▸ Exercise inputs

..........

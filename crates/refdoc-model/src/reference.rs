//! Lightweight references to types.

use serde::{Deserialize, Serialize};

/// Reference to a type used by a member signature or a type relationship.
///
/// A reference may point at a documented type, at an external type, or at a
/// generic parameter. It never owns the referenced definition.
///
/// Serialized externally tagged, e.g. `{"named": "System.String"}` or
/// ``{"generic_instance": {"definition": "System.Collections.Generic.List`1", "arguments": [...]}}``.
#[derive(Clone, Debug, PartialEq, Eq, Hash, Serialize, Deserialize)]
#[serde(rename_all = "snake_case")]
pub enum TypeReference {
    /// Non-generic type or open generic definition, by full name.
    Named(String),
    /// Generic type parameter such as `T`.
    GenericParameter(String),
    /// Single-dimensional array of the element type.
    Array(Box<TypeReference>),
    /// By-reference parameter type (`ref`/`out`).
    ByRef(Box<TypeReference>),
    /// Unmanaged pointer to the element type.
    Pointer(Box<TypeReference>),
    /// Closed generic instantiation of a definition.
    GenericInstance {
        /// Full name of the generic definition (with arity marker).
        definition: String,
        /// Type arguments in declaration order.
        arguments: Vec<TypeReference>,
    },
}

impl TypeReference {
    /// Reference a type by full name.
    pub fn named(full_name: impl Into<String>) -> Self {
        Self::Named(full_name.into())
    }

    /// Reference a generic parameter.
    pub fn generic_parameter(name: impl Into<String>) -> Self {
        Self::GenericParameter(name.into())
    }

    /// Array of `element`.
    #[must_use]
    pub fn array_of(element: Self) -> Self {
        Self::Array(Box::new(element))
    }

    /// By-reference `element`.
    #[must_use]
    pub fn by_ref(element: Self) -> Self {
        Self::ByRef(Box::new(element))
    }

    /// Pointer to `element`.
    #[must_use]
    pub fn pointer_to(element: Self) -> Self {
        Self::Pointer(Box::new(element))
    }

    /// Closed instantiation of `definition` with `arguments`.
    pub fn instance(definition: impl Into<String>, arguments: Vec<Self>) -> Self {
        Self::GenericInstance {
            definition: definition.into(),
            arguments,
        }
    }

    /// The `System.Void` return type.
    #[must_use]
    pub fn void() -> Self {
        Self::named("System.Void")
    }

    /// Element type of an array, by-ref or pointer reference.
    pub fn element(&self) -> Option<&Self> {
        match self {
            Self::Array(element) | Self::ByRef(element) | Self::Pointer(element) => Some(element),
            _ => None,
        }
    }

    /// Innermost type after unwrapping arrays, by-refs and pointers.
    pub fn innermost(&self) -> &Self {
        let mut current = self;
        while let Some(element) = current.element() {
            current = element;
        }
        current
    }

    /// Canonical full name used for identity: the generic definition for
    /// closed instantiations, the name itself for named types.
    ///
    /// Generic parameters and element-wrapping references have no canonical
    /// name of their own.
    pub fn canonical_name(&self) -> Option<&str> {
        match self {
            Self::Named(name) => Some(name),
            Self::GenericInstance { definition, .. } => Some(definition),
            _ => None,
        }
    }

    /// True for generic parameters.
    pub fn is_generic_parameter(&self) -> bool {
        matches!(self, Self::GenericParameter(_))
    }
}

#[cfg(test)]
mod tests {
    use super::*;

    #[test]
    fn test_canonical_name_of_instance_is_definition() {
        let list_of_int = TypeReference::instance(
            "System.Collections.Generic.List`1",
            vec![TypeReference::named("System.Int32")],
        );
        assert_eq!(
            list_of_int.canonical_name(),
            Some("System.Collections.Generic.List`1")
        );
    }

    #[test]
    fn test_canonical_name_of_wrapped_reference_is_none() {
        let array = TypeReference::array_of(TypeReference::named("Shapes.Circle"));
        assert_eq!(array.canonical_name(), None);
        assert_eq!(array.innermost().canonical_name(), Some("Shapes.Circle"));
    }

    #[test]
    fn test_generic_parameter_has_no_canonical_name() {
        assert_eq!(TypeReference::generic_parameter("T").canonical_name(), None);
        assert!(TypeReference::generic_parameter("T").is_generic_parameter());
    }

    #[test]
    fn test_deserialize_externally_tagged() {
        let json = r#"{"generic_instance": {"definition": "Shapes.Container`1", "arguments": [{"named": "System.String"}]}}"#;
        let reference: TypeReference = serde_json::from_str(json).unwrap();
        assert_eq!(
            reference,
            TypeReference::instance("Shapes.Container`1", vec![TypeReference::named("System.String")])
        );
    }

    #[test]
    fn test_deserialize_nested_array() {
        let json = r#"{"array": {"array": {"generic_parameter": "T"}}}"#;
        let reference: TypeReference = serde_json::from_str(json).unwrap();
        assert_eq!(
            reference,
            TypeReference::array_of(TypeReference::array_of(TypeReference::generic_parameter("T")))
        );
    }
}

..........

▸ Work request
Could you output the records in full, exactly as written?

▸ Reply to the task
filename crates/refdoc-model/src/reference.rs
//! Lightweight references to types.

use serde::{Deserialize, Serialize};

/// Reference to a type used by a member signature or a type relationship.
///
/// A reference may point at a documented type, at an external type, or at a
/// generic parameter. It never owns the referenced definition.
///
/// Serialized externally tagged, e.g. `{"named": "System.String"}` or
/// ``{"generic_instance": {"definition": "System.Collections.Generic.List`1", "arguments": [...]}}``.
#[derive(Clone, Debug, PartialEq, Eq, Hash, Serialize, Deserialize)]
#[serde(rename_all = "snake_case")]
pub enum TypeReference {
    /// Non-generic type or open generic definition, by full name.
    Named(String),
    /// Generic type parameter such as `T`.
    GenericParameter(String),
    /// Single-dimensional array of the element type.
    Array(Box<TypeReference>),
    /// By-reference parameter type (`ref`/`out`).
    ByRef(Box<TypeReference>),
    /// Unmanaged pointer to the element type.
    Pointer(Box<TypeReference>),
    /// Closed generic instantiation of a definition.
    GenericInstance {
        /// Full name of the generic definition (with arity marker).
        definition: String,
        /// Type arguments in declaration order.
        arguments: Vec<TypeReference>,
    },
}

impl TypeReference {
    /// Reference a type by full name.
    pub fn named(full_name: impl Into<String>) -> Self {
        Self::Named(full_name.into())
    }

    /// Reference a generic parameter.
    pub fn generic_parameter(name: impl Into<String>) -> Self {
        Self::GenericParameter(name.into())
    }

    /// Array of `element`.
    #[must_use]
    pub fn array_of(element: Self) -> Self {
        Self::Array(Box::new(element))
    }

    /// By-reference `element`.
    #[must_use]
    pub fn by_ref(element: Self) -> Self {
        Self::ByRef(Box::new(element))
    }

    /// Pointer to `element`.
    #[must_use]
    pub fn pointer_to(element: Self) -> Self {
        Self::Pointer(Box::new(element))
    }

    /// Closed instantiation of `definition` with `arguments`.
    pub fn instance(definition: impl Into<String>, arguments: Vec<Self>) -> Self {
        Self::GenericInstance {
            definition: definition.into(),
            arguments,
        }
    }

    /// The `System.Void` return type.
    #[must_use]
    pub fn void() -> Self {
        Self::named("System.Void")
    }

    /// Element type of an array, by-ref or pointer reference.
    pub fn element(&self) -> Option<&Self> {
        match self {
            Self::Array(element) | Self::ByRef(element) | Self::Pointer(element) => Some(element),
            _ => None,
        }
    }

    /// Innermost type after unwrapping arrays, by-refs and pointers.
    pub fn innermost(&self) -> &Self {
        let mut current = self;
        while let Some(element) = current.element() {
            current = element;
        }
        current
    }

    /// Canonical full name used for identity: the generic definition for
    /// closed instantiations, the name itself for named types.
    ///
    /// Generic parameters and element-wrapping references have no canonical
    /// name of their own.
    pub fn canonical_name(&self) -> Option<&str> {
        match self {
            Self::Named(name) => Some(name),
            Self::GenericInstance { definition, .. } => Some(definition),
            _ => None,
        }
    }

    /// True for generic parameters.
    pub fn is_generic_parameter(&self) -> bool {
        matches!(self, Self::GenericParameter(_))
    }
}

#[cfg(test)]
mod tests {
    use super::*;

    #[test]
    fn test_canonical_name_of_instance_is_definition() {
        let list_of_int = TypeReference::instance(
            "System.Collections.Generic.List`1",
            vec![TypeReference::named("System.Int32")],
        );
        assert_eq!(
            list_of_int.canonical_name(),
            Some("System.Collections.Generic.List`1")
        );
    }

    #[test]
    fn test_canonical_name_of_wrapped_reference_is_none() {
        let array = TypeReference::array_of(TypeReference::named("Shapes.Circle"));
        assert_eq!(array.canonical_name(), None);
        assert_eq!(array.innermost().canonical_name(), Some("Shapes.Circle"));
    }

    #[test]
    fn test_generic_parameter_has_no_canonical_name() {
        assert_eq!(TypeReference::generic_parameter("T").canonical_name(), None);
        assert!(TypeReference::generic_parameter("T").is_generic_parameter());
    }

    #[test]
    fn test_deserialize_externally_tagged() {
        let json = r#"{"generic_instance": {"definition": "Shapes.Container`1", "arguments": [{"named": "System.String"}]}}"#;
        let reference: TypeReference = serde_json::from_str(json).unwrap();
        assert_eq!(
            reference,
            TypeReference::instance("Shapes.Container`1", vec![TypeReference::named("System.String")])
        );
    }

    #[test]
    fn test_deserialize_nested_array() {
        let json = r#"{"array": {"array": {"generic_parameter": "T"}}}"#;
        let reference: TypeReference = serde_json::from_str(json).unwrap();
        assert_eq!(
            reference,
            TypeReference::array_of(TypeReference::array_of(TypeReference::generic_parameter("T")))
        );
    }
}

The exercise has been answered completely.